Written by: Rudolf Uhrig

Going out with a Bang!

„Going out with a Bang!“ Klaus Meine (67), Frontmann der „Scorpions.“

Going out with a Bang!

„So viele Worte sind geschrieben, so viele Träume sind gelebt, ihr habt uns mit Applaus getragen, wir dürften auf dem Gipfel stehen. Doch nichts im Leben ist unendlich, der Abgrund folgt nach dem Zenit. Jede Erinnerung ist zu wertvoll um nur aus Stolz kein Ende zu sehen. Es ist Zeit zu gehen. Wir danken euch für all die Jahre, auch wenn es weh tut. Es ist Zeit zu gehen wenn es am schönsten ist. Kein Augenblick ist je verloren wenn er im Herzen weiterlebt. Das Leben wird jetzt anders sein, doch die Erinnerung bleibt ewig bestehen. Wir werden euch niemals vergessen, jeder von uns geht seinen Weg.
Keine Träne soll uns begleiten, egal wohin die Reise geht. All die schönen Bilder bleiben wenn unsere Zeit gekommen ist. Es ist Zeit zu gehen.“

Das sind die Zeilen im Abschiedslied von Unheilig. „Der Graf“ hört mit Mitte Vierzig in diesem Jahr auf. Drei Jahre lang begleitete ihn der Abschiedsgedanke, bis er sich nun dazu entschloss.
Eine mutige Entscheidung; und herrlich traurige, wie wahre Worte.

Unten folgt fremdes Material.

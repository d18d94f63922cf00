use crate::config::ClientConfig;
use crate::directory::{invite_candidates, PlayerRoster};
use crate::engine::{EngineView, Notification, PartyEngine};
use crate::error::{ClientError, TransportError, ValidationError};
use bincode::{deserialize, serialize};
use log::{debug, error, info, warn};
use shared::{
    timestamp_ms, Command, CorrelationId, FactionSet, Packet, PartyId, PlayerId, PlayerInfo,
    QueueId, MAX_PACKET_SIZE, PROTOCOL_VERSION,
};
use std::net::SocketAddr;
use std::time::{Duration, Instant};
use tokio::net::UdpSocket;
use tokio::sync::{mpsc, oneshot, watch};
use tokio::task::JoinHandle;
use tokio::time::{interval, sleep, sleep_until, MissedTickBehavior};

const CONNECT_RETRY: Duration = Duration::from_millis(250);

enum Request {
    Submit {
        command: Command,
        reply: oneshot::Sender<Result<CorrelationId, ValidationError>>,
    },
    Candidates {
        query: String,
        reply: oneshot::Sender<Vec<PlayerInfo>>,
    },
    Players {
        reply: oneshot::Sender<PlayerRoster>,
    },
    Refresh,
    Logout {
        reply: oneshot::Sender<()>,
    },
}

/// Handle to a running party connection. Cheap to query: reads come from the
/// last published [`EngineView`], writes go through the connection task.
pub struct PartyClient {
    player_id: PlayerId,
    requests: mpsc::UnboundedSender<Request>,
    view: watch::Receiver<EngineView>,
    task: JoinHandle<()>,
}

impl PartyClient {
    /// Binds a socket, completes the Connect handshake and starts the
    /// connection task. Notifications arrive on the returned receiver.
    pub async fn connect(
        config: ClientConfig,
    ) -> Result<(Self, mpsc::UnboundedReceiver<Notification>), ClientError> {
        let server_addr: SocketAddr = config.server_addr.parse()?;
        let socket = UdpSocket::bind("0.0.0.0:0").await?;

        info!("Connecting to {} as {}...", server_addr, config.player_name);
        let player_id = handshake(&socket, server_addr, &config).await?;
        info!("Connected! Player ID: {}", player_id);

        let engine = PartyEngine::new(player_id, config.engine);
        let (view_tx, view_rx) = watch::channel(engine.view(Instant::now()));
        let (notify_tx, notify_rx) = mpsc::unbounded_channel();
        let (request_tx, request_rx) = mpsc::unbounded_channel();

        let connection = Connection {
            socket,
            server_addr,
            config,
            engine,
            roster: PlayerRoster::new(),
            connected: true,
            ping_ms: 0,
            last_heard: Instant::now(),
            notifications: notify_tx,
            view: view_tx,
        };
        let task = tokio::spawn(connection.run(request_rx));

        let client = PartyClient {
            player_id,
            requests: request_tx,
            view: view_rx,
            task,
        };
        Ok((client, notify_rx))
    }

    pub fn player_id(&self) -> PlayerId {
        self.player_id
    }

    /// Validates and sends a command. Returns its correlation id; the outcome
    /// arrives later as events, or as a rejection/failure notification.
    pub async fn submit(&self, command: Command) -> Result<CorrelationId, ClientError> {
        let (reply, response) = oneshot::channel();
        self.send(Request::Submit { command, reply })?;
        let result = response.await.map_err(|_| ClientError::Closed)?;
        Ok(result?)
    }

    pub async fn invite(&self, player_id: PlayerId) -> Result<CorrelationId, ClientError> {
        self.submit(Command::InvitePlayer { player_id }).await
    }

    pub async fn accept_invite(&self, party_id: PartyId) -> Result<CorrelationId, ClientError> {
        self.submit(Command::AcceptInvite { party_id }).await
    }

    pub async fn set_ready(&self, ready: bool) -> Result<CorrelationId, ClientError> {
        self.submit(Command::SetReady {
            player_id: self.player_id,
            ready,
        })
        .await
    }

    pub async fn set_factions(&self, factions: FactionSet) -> Result<CorrelationId, ClientError> {
        self.submit(Command::SetFactions {
            player_id: self.player_id,
            factions,
        })
        .await
    }

    pub async fn join_queue(&self, queue_id: QueueId) -> Result<CorrelationId, ClientError> {
        self.submit(Command::JoinQueue { queue_id }).await
    }

    /// Latest published state.
    pub fn snapshot(&self) -> EngineView {
        self.view.borrow().clone()
    }

    /// Receiver that always holds the latest state. Intermediate states are
    /// coalesced for slow readers.
    pub fn watch(&self) -> watch::Receiver<EngineView> {
        self.view.clone()
    }

    pub async fn invite_candidates(&self, query: &str) -> Result<Vec<PlayerInfo>, ClientError> {
        let (reply, response) = oneshot::channel();
        self.send(Request::Candidates {
            query: query.to_string(),
            reply,
        })?;
        response.await.map_err(|_| ClientError::Closed)
    }

    /// Copy of the current player directory.
    pub async fn players(&self) -> Result<PlayerRoster, ClientError> {
        let (reply, response) = oneshot::channel();
        self.send(Request::Players { reply })?;
        response.await.map_err(|_| ClientError::Closed)
    }

    /// Asks the server for a full snapshot.
    pub fn request_refresh(&self) -> Result<(), ClientError> {
        self.send(Request::Refresh)
    }

    /// Cancels outgoing invites, disconnects and waits for the connection
    /// task to finish.
    pub async fn logout(self) -> Result<(), ClientError> {
        let (reply, response) = oneshot::channel();
        self.send(Request::Logout { reply })?;
        let _ = response.await;
        if let Err(e) = self.task.await {
            error!("Connection task failed: {}", e);
        }
        Ok(())
    }

    fn send(&self, request: Request) -> Result<(), ClientError> {
        self.requests.send(request).map_err(|_| ClientError::Closed)
    }
}

async fn handshake(
    socket: &UdpSocket,
    server_addr: SocketAddr,
    config: &ClientConfig,
) -> Result<PlayerId, ClientError> {
    let connect = serialize(&Packet::Connect {
        client_version: PROTOCOL_VERSION,
        player_name: config.player_name.clone(),
    })?;
    let deadline = tokio::time::Instant::now() + config.connect_timeout;
    let mut retry = interval(CONNECT_RETRY);
    let mut buffer = vec![0u8; MAX_PACKET_SIZE];

    loop {
        tokio::select! {
            _ = retry.tick() => {
                socket.send_to(&connect, server_addr).await?;
            }
            result = socket.recv_from(&mut buffer) => {
                let (len, from) = match result {
                    Ok(received) => received,
                    Err(e) => {
                        warn!("Error receiving packet: {}", e);
                        continue;
                    }
                };
                if from != server_addr {
                    continue;
                }
                match deserialize::<Packet>(&buffer[..len]) {
                    Ok(Packet::Connected { player_id }) => return Ok(player_id),
                    Ok(Packet::Disconnected { reason }) => return Err(ClientError::Refused(reason)),
                    Ok(other) => debug!("Ignoring {:?} before handshake", other),
                    Err(e) => warn!("Malformed packet from server: {}", e),
                }
            }
            _ = sleep_until(deadline) => {
                return Err(TransportError::Timeout.into());
            }
        }
    }
}

/// The connection task. Owns the engine; everything that touches party
/// state runs here, one input at a time.
struct Connection {
    socket: UdpSocket,
    server_addr: SocketAddr,
    config: ClientConfig,
    engine: PartyEngine,
    roster: PlayerRoster,

    connected: bool,
    ping_ms: u64,
    last_heard: Instant,

    notifications: mpsc::UnboundedSender<Notification>,
    view: watch::Sender<EngineView>,
}

impl Connection {
    async fn run(mut self, mut requests: mpsc::UnboundedReceiver<Request>) {
        let mut tick_interval = interval(self.config.tick_interval);
        let mut heartbeat_interval = interval(self.config.heartbeat_interval);
        tick_interval.set_missed_tick_behavior(MissedTickBehavior::Delay);
        heartbeat_interval.set_missed_tick_behavior(MissedTickBehavior::Delay);

        let mut buffer = vec![0u8; MAX_PACKET_SIZE];

        // the server pushes a snapshot on connect, ask anyway in case it was lost
        self.engine.reconnected();
        self.flush().await;

        loop {
            tokio::select! {
                result = self.socket.recv_from(&mut buffer) => {
                    match result {
                        Ok((len, from)) => {
                            if from != self.server_addr {
                                debug!("Ignoring packet from {}", from);
                                continue;
                            }
                            if !self.config.simulated_latency.is_zero() {
                                sleep(self.config.simulated_latency / 2).await;
                            }
                            match deserialize::<Packet>(&buffer[..len]) {
                                Ok(packet) => self.handle_packet(packet),
                                Err(e) => warn!("Malformed packet from server: {}", e),
                            }
                        }
                        Err(e) => error!("Error receiving packet: {}", e),
                    }
                }

                request = requests.recv() => {
                    match request {
                        Some(Request::Logout { reply }) => {
                            info!("Logging out");
                            self.engine.logout(Instant::now());
                            self.flush().await;
                            let _ = reply.send(());
                            break;
                        }
                        Some(request) => self.handle_request(request),
                        None => {
                            debug!("Client handle dropped, disconnecting");
                            self.engine.logout(Instant::now());
                            self.flush().await;
                            break;
                        }
                    }
                }

                _ = tick_interval.tick() => {
                    let now = Instant::now();
                    self.engine.tick(now);
                    self.check_liveness(now);
                }

                _ = heartbeat_interval.tick() => {
                    let packet = if self.connected {
                        Packet::Ping { timestamp: timestamp_ms() }
                    } else {
                        Packet::Connect {
                            client_version: PROTOCOL_VERSION,
                            player_name: self.config.player_name.clone(),
                        }
                    };
                    if let Err(e) = self.send_packet(&packet).await {
                        error!("Error sending heartbeat: {}", e);
                    }
                }
            }

            self.flush().await;
        }
    }

    fn handle_packet(&mut self, packet: Packet) {
        let now = Instant::now();
        self.last_heard = now;

        match packet {
            Packet::Connected { player_id } => {
                if player_id != self.engine.local_player() {
                    warn!(
                        "Server assigned player {} after reconnect, expected {}",
                        player_id,
                        self.engine.local_player()
                    );
                }
                if !self.connected {
                    info!("Reconnected to {}", self.server_addr);
                    self.connected = true;
                    self.engine.reconnected();
                }
            }

            Packet::Disconnected { reason } => {
                warn!("Disconnected: {}", reason);
                self.mark_lost(now);
            }

            Packet::Pong { timestamp } => {
                self.ping_ms = timestamp_ms().saturating_sub(timestamp);
            }

            Packet::Ack { correlation_id } => self.engine.on_ack(correlation_id),

            Packet::Rejected {
                correlation_id,
                reason,
            } => self.engine.on_rejected(correlation_id, reason, now),

            Packet::Event(event) => self.engine.apply(event, now),

            Packet::Directory { players } => {
                debug!("Directory update with {} players", players.len());
                self.roster.update(players);
            }

            _ => {
                warn!("Unexpected packet type");
            }
        }
    }

    fn handle_request(&mut self, request: Request) {
        let now = Instant::now();
        match request {
            Request::Submit { command, reply } => {
                let result = self.engine.submit(command, now);
                if let Err(e) = &result {
                    debug!("Command refused locally: {}", e);
                }
                let _ = reply.send(result);
            }
            Request::Candidates { query, reply } => {
                let party = self.engine.party().party;
                let candidates =
                    invite_candidates(&self.roster, &party, self.engine.local_player(), &query);
                let _ = reply.send(candidates);
            }
            Request::Players { reply } => {
                let _ = reply.send(self.roster.clone());
            }
            Request::Refresh => self.engine.request_snapshot(),
            Request::Logout { .. } => {}
        }
    }

    fn check_liveness(&mut self, now: Instant) {
        if self.connected && now.duration_since(self.last_heard) > self.config.connection_timeout {
            warn!(
                "No packets from server for {:?}, connection lost",
                self.config.connection_timeout
            );
            self.mark_lost(now);
        }
    }

    fn mark_lost(&mut self, now: Instant) {
        if self.connected {
            self.connected = false;
            self.engine.connection_lost(now);
        }
    }

    async fn send_packet(&self, packet: &Packet) -> Result<(), ClientError> {
        if !self.config.simulated_latency.is_zero() {
            sleep(self.config.simulated_latency / 2).await;
        }

        let data = serialize(packet)?;
        self.socket.send_to(&data, self.server_addr).await?;
        Ok(())
    }

    /// Sends queued packets, publishes notifications and the new view.
    async fn flush(&mut self) {
        let effects = self.engine.take_effects();

        for packet in &effects.outgoing {
            if let Err(e) = self.send_packet(packet).await {
                error!("Error sending packet: {}", e);
            }
        }
        for notification in effects.notifications {
            // nobody listening is fine
            let _ = self.notifications.send(notification);
        }

        let mut view = self.engine.view(Instant::now());
        view.connected = self.connected;
        view.ping_ms = self.ping_ms;
        self.view.send_if_modified(|current| {
            if *current == view {
                false
            } else {
                *current = view;
                true
            }
        });
    }
}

Im Januar 1991, einige Wochen vor meinem 35. Geburtstag, hatte ich meine erste Bildveröffentlichung im damaligen „hallo“, dass dann später im Nibelungen Kurier (Worms) aufging. Über 30 000 Bilder sind es bis zum heutigen Zeitpunkt in diversen Medien geworden.  Mehr als 1000 Samstage, mehr als 1000 Sonntage mit der Kamera unterwegs. Immer zwischendurch, in Mittagspausen, nach Feierabend und während sogenannter Balance-Zeiten die mein Arbeitgeber, die Volksbank Alzey-Worms, als innovatives und modernes Unternehmen ihren Mitarbeitern einräumt, dazu nachts am PC.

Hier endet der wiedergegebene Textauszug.